That said, athleticism only means so much. It’s how a player uses those traits to find success. Fortunately, Ivey does that quite well.
Ivey’s basketball IQ is vastly improved. In this NCAA Tournament alone, he has consistently made the right play, knowing when to attack the basket or kick to shooters.
The assist numbers don’t reflect Ivey’s value as a playmaker. He routinely found shooters during Purdue’s second-round win over Texas. On one such play against the Longhorns, he got downhill off pick-and-roll and made a crisp, no-look feed to forward Caleb Furst, who was fouled on a dunk attempt. Ivey also used his speed in transition to create offensive opportunities for the Boilermakers.
There are improvements to be made, for sure.
Ivey doesn’t always hit shooters in the pocket and can occasionally look out of control on dribble-drives to the bucket. However, he is already leaps and bounds better as a scorer and passer than last season. That matters in terms of projectability.
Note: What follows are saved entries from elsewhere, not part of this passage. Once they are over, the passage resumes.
// src/coverage/mod.rs
// Coverage engine: fragment records, significance filtering and
// per-base stacking coverage

use crate::error::GeneConvError;
use log::{debug, warn};
use std::collections::TryReserveError;
use std::fmt;

/// Length of the all-zero array used when no fragment passes the filter
pub const FALLBACK_COVERAGE_LEN: usize = 1000;

/// Positions appended after the largest fragment end
pub const COVERAGE_PADDING: usize = 500;

pub const DEFAULT_P_THRESHOLD: f64 = 0.05;
pub const DEFAULT_MIN_LENGTH: u64 = 500;

/// GENECONV fragment tag (pairwise inner, pairwise outer, global inner)
#[derive(Debug, Clone, Copy, PartialEq, Eq, Hash)]
pub enum FragmentKind {
    Pi,
    Po,
    Gi,
}

impl FragmentKind {
    pub const ALL: [FragmentKind; 3] = [FragmentKind::Pi, FragmentKind::Po, FragmentKind::Gi];

    pub fn tag(&self) -> &'static str {
        match self {
            FragmentKind::Pi => "PI",
            FragmentKind::Po => "PO",
            FragmentKind::Gi => "GI",
        }
    }

    /// Match the tag at the start of `s`, if any
    pub fn from_prefix(s: &str) -> Option<Self> {
        Self::ALL.into_iter().find(|kind| s.starts_with(kind.tag()))
    }
}

impl fmt::Display for FragmentKind {
    fn fmt(&self, f: &mut fmt::Formatter<'_>) -> fmt::Result {
        f.write_str(self.tag())
    }
}

/// One fragment line of GENECONV output.
///
/// `length` is the span GENECONV reports, which is not re-derived from
/// `begin`/`end`. `begin <= end` is not checked.
#[derive(Debug, Clone, Copy, PartialEq)]
pub struct FragmentRecord {
    pub kind: FragmentKind,
    pub sim_p: f64,
    pub begin: u64,
    pub end: u64,
    pub length: u64,
}

/// Thresholds a fragment must meet to contribute to coverage
#[derive(Debug, Clone, Copy, PartialEq)]
pub struct FragmentFilter {
    /// Fragments need `sim_p` strictly below this
    pub p_threshold: f64,
    /// Fragments need `length` at or above this
    pub min_length: u64,
}

impl Default for FragmentFilter {
    fn default() -> Self {
        Self {
            p_threshold: DEFAULT_P_THRESHOLD,
            min_length: DEFAULT_MIN_LENGTH,
        }
    }
}

impl FragmentFilter {
    pub fn is_significant(&self, record: &FragmentRecord) -> bool {
        record.sim_p < self.p_threshold && record.length >= self.min_length
    }
}

/// Output of [`calculate_coverage`]
#[derive(Debug, Clone, PartialEq)]
pub struct CoverageResult {
    /// Records that passed the filter, in input order
    pub filtered: Vec<FragmentRecord>,
    /// Per-base count of filtered fragments, indexed by position
    pub counts: Vec<u32>,
}

impl CoverageResult {
    pub fn is_fallback(&self) -> bool {
        self.filtered.is_empty()
    }
}

/// Filter significant fragments and stack them into a dense coverage array.
///
/// The array spans `0..max_end + COVERAGE_PADDING` where `max_end` is taken
/// over *all* records, not only the filtered ones. With no significant
/// fragment a zeroed array of [`FALLBACK_COVERAGE_LEN`] is returned so
/// rendering always has something to draw.
///
/// Fails with [`GeneConvError::CoverageTooLarge`] when the largest end is too
/// big to allocate an array for.
pub fn calculate_coverage(
    records: &[FragmentRecord],
    filter: &FragmentFilter,
) -> Result<CoverageResult, GeneConvError> {
    let filtered: Vec<FragmentRecord> = records
        .iter()
        .filter(|record| filter.is_significant(record))
        .copied()
        .collect();

    if filtered.is_empty() {
        warn!("No fragments met the significance criteria.");
        return Ok(CoverageResult {
            filtered,
            counts: vec![0; FALLBACK_COVERAGE_LEN],
        });
    }

    let max_end = records.iter().map(|r| r.end).max().unwrap_or(0);
    let len = usize::try_from(max_end)
        .ok()
        .and_then(|end| end.checked_add(COVERAGE_PADDING))
        .ok_or(GeneConvError::CoverageTooLarge(max_end))?;
    debug!(
        "{} of {} fragments significant; coverage array length {}",
        filtered.len(),
        records.len(),
        len
    );

    let counts = accumulate(&filtered, len).map_err(|_| GeneConvError::CoverageTooLarge(max_end))?;
    Ok(CoverageResult { filtered, counts })
}

/// Stack inclusive `[begin, end]` intervals into an array of `len` positions.
///
/// Reversed intervals add nothing. Intervals are clipped to the array.
/// Fails if the array cannot be allocated.
pub fn accumulate(records: &[FragmentRecord], len: usize) -> Result<Vec<u32>, TryReserveError> {
    let mut counts: Vec<u32> = Vec::new();
    counts.try_reserve_exact(len)?;
    counts.resize(len, 0);
    let Some(last) = len.checked_sub(1) else {
        return Ok(counts);
    };
    for record in records {
        let begin = record.begin as usize;
        let end = (record.end as usize).min(last);
        // Empty when begin > end
        for pos in begin..=end {
            counts[pos] += 1;
        }
    }
    Ok(counts)
}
The No. 1 pick isn’t always the best player
Just because Jaden Ivey might not go No. 1 overall in the 2022 NBA Draft does not mean he cannot be the best player in his class.
Auburn’s Jabari Smith could hear his name called first despite an early NCAA Tournament exit. Gonzaga big man Chet Holmgren offers all sorts of enticing possibilities as a 7-footer who can handle the rock and shoot the three-ball at a terrific clip. Duke freshman Paolo Banchero remains firmly in the mix.
Still, Ivey could be better than them all.
Ivey has proven he can score efficiently at all three levels. He can pull up off the bounce and is a huge threat in pick-and-roll. His end-to-end speed makes him a nightmare in transition. Plus, an increasing understanding of how defenses approach him should serve to his benefit when he makes the jump to the NBA and likely spends minutes as a point guard. Although he’s score-first, he’s become a far more willing passer.
Tune in to watch the Purdue star for the remainder of the NCAA Tournament, pending Ivey and Purdue stay alive past the Sweet 16. You could be watching a perennial All-NBA talent in the making.
Stats courtesy of CBB Reference.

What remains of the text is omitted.